In ‘Upward Mobility’, Caylo-Baradi despairs. ‘We ignore the moon…We do not light votive candles in our minds...do not coalesce into restful naps…We never incriminate ourselves for / murdering intransitive options’. Instead, ‘We just chew & masticate them at / the dinner table…fill[ing] the marrows of our fears’.
In ‘Lombardy’, Caylo-Baradi questions our ties to ‘religions that continue to crucify us into an old brand of aristocracy / with a commanding view into the surface of things: its duckies, / bubbles, and other fragilities, floating in a tub replenishing our / nakedness’. Rather, the poet writes of ‘visits [to his] parents as often as [he] / can. [He] now [has] a bond with their geraniums on the patio…fertiliz[ing] / them with thoughts of the future’. He ‘dissolve[s] into sleep’.
In ‘Portrait of a Soldier’, the poet ruminates over the power of voice as he hears ‘the sound of the sun’, ‘before some bullets / flew to rest in him’. This is in stark contrast to the ‘long shut-up to silence’—a kind of stoicism upheld by his father, as written in ‘Geraniums’. Yet, in ‘Breathing Exercises at a Dumpsite in Manila’, the poet reveres ‘The sound of birds / [which] continues to lullaby volumes of stench’. And in the final poem, ‘Bloom’, the poet ‘like[s] how roads accelerate / through hills and clouds, / dense as words we thread into / a dance of nights and days’.
Caylo-Baradi’s poems convey depth upon the surface of our reality, which taken from his direct, sparse style engenders a curiously untextured world, albeit neither flat nor one-dimensional.
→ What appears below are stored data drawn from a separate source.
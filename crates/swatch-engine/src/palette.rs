//! Palette values, role schemas and lock sets.
//!
//! A [`Palette`] is an open `role -> "#rrggbb"` map. Which roles must be
//! present, which ones are legibility anchors, and which text/background
//! pairs are checked all live in a [`RoleSchema`] value that travels with
//! each request. The two built-in schemas cover the classic six-role
//! shape and the wider seventeen-role shape.

use std::collections::{BTreeMap, BTreeSet};

use serde::{Deserialize, Serialize};
use swatch_color::Rgb;

use crate::contrast::TextSize;
use crate::error::{PaletteError, PaletteResult};

/// Role keys used by the built-in schemas.
pub mod role {
    pub const BACKGROUND: &str = "background";
    pub const SURFACE: &str = "surface";
    pub const SURFACE_ALT: &str = "surface-alt";
    pub const BORDER: &str = "border";
    pub const TEXT_PRIMARY: &str = "text-primary";
    pub const TEXT_SECONDARY: &str = "text-secondary";
    pub const TEXT_MUTED: &str = "text-muted";
    pub const PRIMARY: &str = "primary";
    pub const PRIMARY_HOVER: &str = "primary-hover";
    pub const SECONDARY: &str = "secondary";
    pub const ACCENT: &str = "accent";
    pub const BRAND: &str = "brand";
    pub const BUTTON_TEXT: &str = "button-text";
    pub const SUCCESS: &str = "success";
    pub const WARNING: &str = "warning";
    pub const ERROR: &str = "error";
    pub const INFO: &str = "info";
}

// ---------------------------------------------------------------------------
// Palette
// ---------------------------------------------------------------------------

/// A named set of colors.
///
/// Values are kept as the strings they arrived as. Roles a computation does
/// not touch are never parsed, so foreign or malformed entries outside the
/// active schema pass through verbatim. Generated values are always
/// lowercase `#rrggbb`.
///
/// Serializes as a flat JSON object.
#[derive(Debug, Clone, PartialEq, Eq, Default, Serialize, Deserialize)]
#[serde(transparent)]
pub struct Palette {
    colors: BTreeMap<String, String>,
}

impl Palette {
    #[must_use]
    pub fn new() -> Self {
        Self::default()
    }

    /// Return a copy with `role` set to `value`.
    #[must_use]
    pub fn with(mut self, role: impl Into<String>, value: impl Into<String>) -> Self {
        self.colors.insert(role.into(), value.into());
        self
    }

    /// Raw value for `role`.
    #[must_use]
    pub fn get(&self, role: &str) -> Option<&str> {
        self.colors.get(role).map(String::as_str)
    }

    #[must_use]
    pub fn contains(&self, role: &str) -> bool {
        self.colors.contains_key(role)
    }

    /// Parsed value for `role`: `Ok(None)` when absent.
    ///
    /// # Errors
    ///
    /// [`PaletteError::InvalidColorFormat`] when the value is not 6-digit hex.
    pub fn rgb(&self, role: &str) -> PaletteResult<Option<Rgb>> {
        self.colors
            .get(role)
            .map(|hex| Rgb::from_hex(hex).map_err(|e| PaletteError::color(role, e)))
            .transpose()
    }

    /// Role keys in sorted order.
    pub fn roles(&self) -> impl Iterator<Item = &str> {
        self.colors.keys().map(String::as_str)
    }

    /// `(role, value)` pairs in role order.
    pub fn iter(&self) -> impl Iterator<Item = (&str, &str)> {
        self.colors.iter().map(|(k, v)| (k.as_str(), v.as_str()))
    }

    #[must_use]
    pub fn len(&self) -> usize {
        self.colors.len()
    }

    #[must_use]
    pub fn is_empty(&self) -> bool {
        self.colors.is_empty()
    }

    /// Parse a flat `{"role": "#rrggbb"}` object.
    ///
    /// # Errors
    ///
    /// Returns the `serde_json` error for malformed JSON. Color values are
    /// not validated here.
    pub fn from_json(json: &str) -> Result<Self, serde_json::Error> {
        serde_json::from_str(json)
    }

    /// Serialize as a flat JSON object.
    ///
    /// # Errors
    ///
    /// Only fails if `serde_json` itself fails on a string map.
    pub fn to_json(&self) -> Result<String, serde_json::Error> {
        serde_json::to_string(self)
    }

    pub(crate) fn insert(&mut self, role: &str, value: String) {
        self.colors.insert(role.to_string(), value);
    }
}

impl<K: Into<String>, V: Into<String>> FromIterator<(K, V)> for Palette {
    fn from_iter<I: IntoIterator<Item = (K, V)>>(iter: I) -> Self {
        Self {
            colors: iter.into_iter().map(|(k, v)| (k.into(), v.into())).collect(),
        }
    }
}

// ---------------------------------------------------------------------------
// LockSet
// ---------------------------------------------------------------------------

/// Roles whose values must survive regeneration unchanged.
#[derive(Debug, Clone, PartialEq, Eq, Default, Serialize, Deserialize)]
#[serde(transparent)]
pub struct LockSet {
    roles: BTreeSet<String>,
}

impl LockSet {
    #[must_use]
    pub fn new() -> Self {
        Self::default()
    }

    #[must_use]
    pub fn with(mut self, role: impl Into<String>) -> Self {
        self.roles.insert(role.into());
        self
    }

    #[must_use]
    pub fn contains(&self, role: &str) -> bool {
        self.roles.contains(role)
    }

    pub fn iter(&self) -> impl Iterator<Item = &str> {
        self.roles.iter().map(String::as_str)
    }

    #[must_use]
    pub fn len(&self) -> usize {
        self.roles.len()
    }

    #[must_use]
    pub fn is_empty(&self) -> bool {
        self.roles.is_empty()
    }
}

impl<S: Into<String>> FromIterator<S> for LockSet {
    fn from_iter<I: IntoIterator<Item = S>>(iter: I) -> Self {
        Self {
            roles: iter.into_iter().map(Into::into).collect(),
        }
    }
}

// ---------------------------------------------------------------------------
// RoleSchema
// ---------------------------------------------------------------------------

/// A text role drawn over a background role.
#[derive(Debug, Clone, PartialEq, Eq, Serialize, Deserialize)]
pub struct RolePair {
    pub text: String,
    pub background: String,
    pub size: TextSize,
}

impl RolePair {
    #[must_use]
    pub fn new(text: &str, background: &str, size: TextSize) -> Self {
        Self {
            text: text.to_string(),
            background: background.to_string(),
            size,
        }
    }
}

/// The shape a palette must have, plus the pairs that decide legibility.
#[derive(Debug, Clone, PartialEq, Eq, Serialize, Deserialize)]
pub struct RoleSchema {
    /// Schema name (e.g., "legacy", "extended").
    pub name: String,
    /// Every role a complete palette carries.
    pub roles: Vec<String>,
    /// Roles mood variation never perturbs.
    pub anchors: Vec<String>,
    /// Pairs the search orchestrator checks pass/fail.
    pub gate: Vec<RolePair>,
    /// Pairs the validator reports on (a superset of the gate).
    pub checks: Vec<RolePair>,
}

impl RoleSchema {
    /// The six-role shape.
    ///
    /// Buttons in this shape are labelled with the page background, so the
    /// third gated pair is background-on-primary.
    #[must_use]
    pub fn legacy() -> Self {
        use role::{ACCENT, BACKGROUND, PRIMARY, SECONDARY, TEXT_PRIMARY, TEXT_SECONDARY};
        Self {
            name: "legacy".to_string(),
            roles: strings(&[BACKGROUND, TEXT_PRIMARY, TEXT_SECONDARY, PRIMARY, SECONDARY, ACCENT]),
            anchors: strings(&[BACKGROUND, TEXT_PRIMARY, TEXT_SECONDARY]),
            gate: vec![
                RolePair::new(TEXT_PRIMARY, BACKGROUND, TextSize::Normal),
                RolePair::new(TEXT_SECONDARY, BACKGROUND, TextSize::Normal),
                RolePair::new(BACKGROUND, PRIMARY, TextSize::Normal),
            ],
            checks: vec![
                RolePair::new(TEXT_PRIMARY, BACKGROUND, TextSize::Normal),
                RolePair::new(TEXT_SECONDARY, BACKGROUND, TextSize::Normal),
                RolePair::new(BACKGROUND, PRIMARY, TextSize::Normal),
                RolePair::new(SECONDARY, BACKGROUND, TextSize::Large),
                RolePair::new(ACCENT, BACKGROUND, TextSize::Large),
            ],
        }
    }

    /// The open seventeen-role shape.
    #[must_use]
    pub fn extended() -> Self {
        use role::{
            ACCENT, BACKGROUND, BORDER, BRAND, BUTTON_TEXT, ERROR, INFO, PRIMARY, PRIMARY_HOVER,
            SECONDARY, SUCCESS, SURFACE, SURFACE_ALT, TEXT_MUTED, TEXT_PRIMARY, TEXT_SECONDARY,
            WARNING,
        };
        Self {
            name: "extended".to_string(),
            roles: strings(&[
                BACKGROUND,
                SURFACE,
                SURFACE_ALT,
                BORDER,
                TEXT_PRIMARY,
                TEXT_SECONDARY,
                TEXT_MUTED,
                PRIMARY,
                PRIMARY_HOVER,
                SECONDARY,
                ACCENT,
                BRAND,
                BUTTON_TEXT,
                SUCCESS,
                WARNING,
                ERROR,
                INFO,
            ]),
            anchors: strings(&[BACKGROUND, TEXT_PRIMARY, TEXT_SECONDARY]),
            gate: vec![
                RolePair::new(TEXT_PRIMARY, BACKGROUND, TextSize::Normal),
                RolePair::new(TEXT_SECONDARY, BACKGROUND, TextSize::Normal),
                RolePair::new(BUTTON_TEXT, PRIMARY, TextSize::Normal),
            ],
            checks: vec![
                RolePair::new(TEXT_PRIMARY, BACKGROUND, TextSize::Normal),
                RolePair::new(TEXT_SECONDARY, BACKGROUND, TextSize::Normal),
                RolePair::new(TEXT_MUTED, BACKGROUND, TextSize::Large),
                RolePair::new(TEXT_PRIMARY, SURFACE, TextSize::Normal),
                RolePair::new(TEXT_SECONDARY, SURFACE, TextSize::Normal),
                RolePair::new(TEXT_PRIMARY, SURFACE_ALT, TextSize::Normal),
                RolePair::new(BUTTON_TEXT, PRIMARY, TextSize::Normal),
                RolePair::new(BUTTON_TEXT, PRIMARY_HOVER, TextSize::Normal),
                RolePair::new(ACCENT, BACKGROUND, TextSize::Large),
                RolePair::new(ERROR, BACKGROUND, TextSize::Large),
                RolePair::new(SUCCESS, BACKGROUND, TextSize::Large),
                RolePair::new(INFO, BACKGROUND, TextSize::Large),
            ],
        }
    }

    #[must_use]
    pub fn requires(&self, role: &str) -> bool {
        self.roles.iter().any(|r| r == role)
    }

    #[must_use]
    pub fn is_anchor(&self, role: &str) -> bool {
        self.anchors.iter().any(|r| r == role)
    }

    /// Required roles absent from `palette`, in schema order.
    #[must_use]
    pub fn missing_roles(&self, palette: &Palette) -> Vec<String> {
        self.roles.iter().filter(|r| !palette.contains(r)).cloned().collect()
    }

    #[must_use]
    pub fn is_complete(&self, palette: &Palette) -> bool {
        self.roles.iter().all(|r| palette.contains(r))
    }
}

impl Default for RoleSchema {
    fn default() -> Self {
        Self::extended()
    }
}

fn strings(items: &[&str]) -> Vec<String> {
    items.iter().map(|s| (*s).to_string()).collect()
}

// ---------------------------------------------------------------------------
// Tests
// ---------------------------------------------------------------------------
His verses are so clear that they necessarily draw straight lines, in soft, smooth contours to express his imagination, thereby transforming estrangement into connection. Histories are rendered as opaque, and no names are mentioned, with the exception of a response to Jean Vengua’s ‘Masked Figure’ (2016).
Of fleeting love, of our post-colonial condition, of our obsession with urbanity, of empty nights, these may be regarded as uncertain and indeterminable as the potential to will and withstand our humanity. The paradoxical beauty of life, which should guide us is the certainty that we all must die—this fact should unite us. This certainty is mirrored by nature’s overwhelming presence—the sun is God—and while we see her shadow as nights, we can be certain that she’ll be there tomorrow. And while tomorrow is both near and far—it never comes—it waits patiently for our arrival, as we glare to face her towards her unending light.
*****
Harold Legaspi is a writer born in Manila, now living in unceded Darug land (Western Sydney, Australia). He is completing the Doctorate of Arts at University of Sydney. His book, Letters in Language, was published 2021 in the Flying Islands Pocket Books of Poetry series. In 2015, he was a writer in residence at the Global Exchange Centre in Beijing.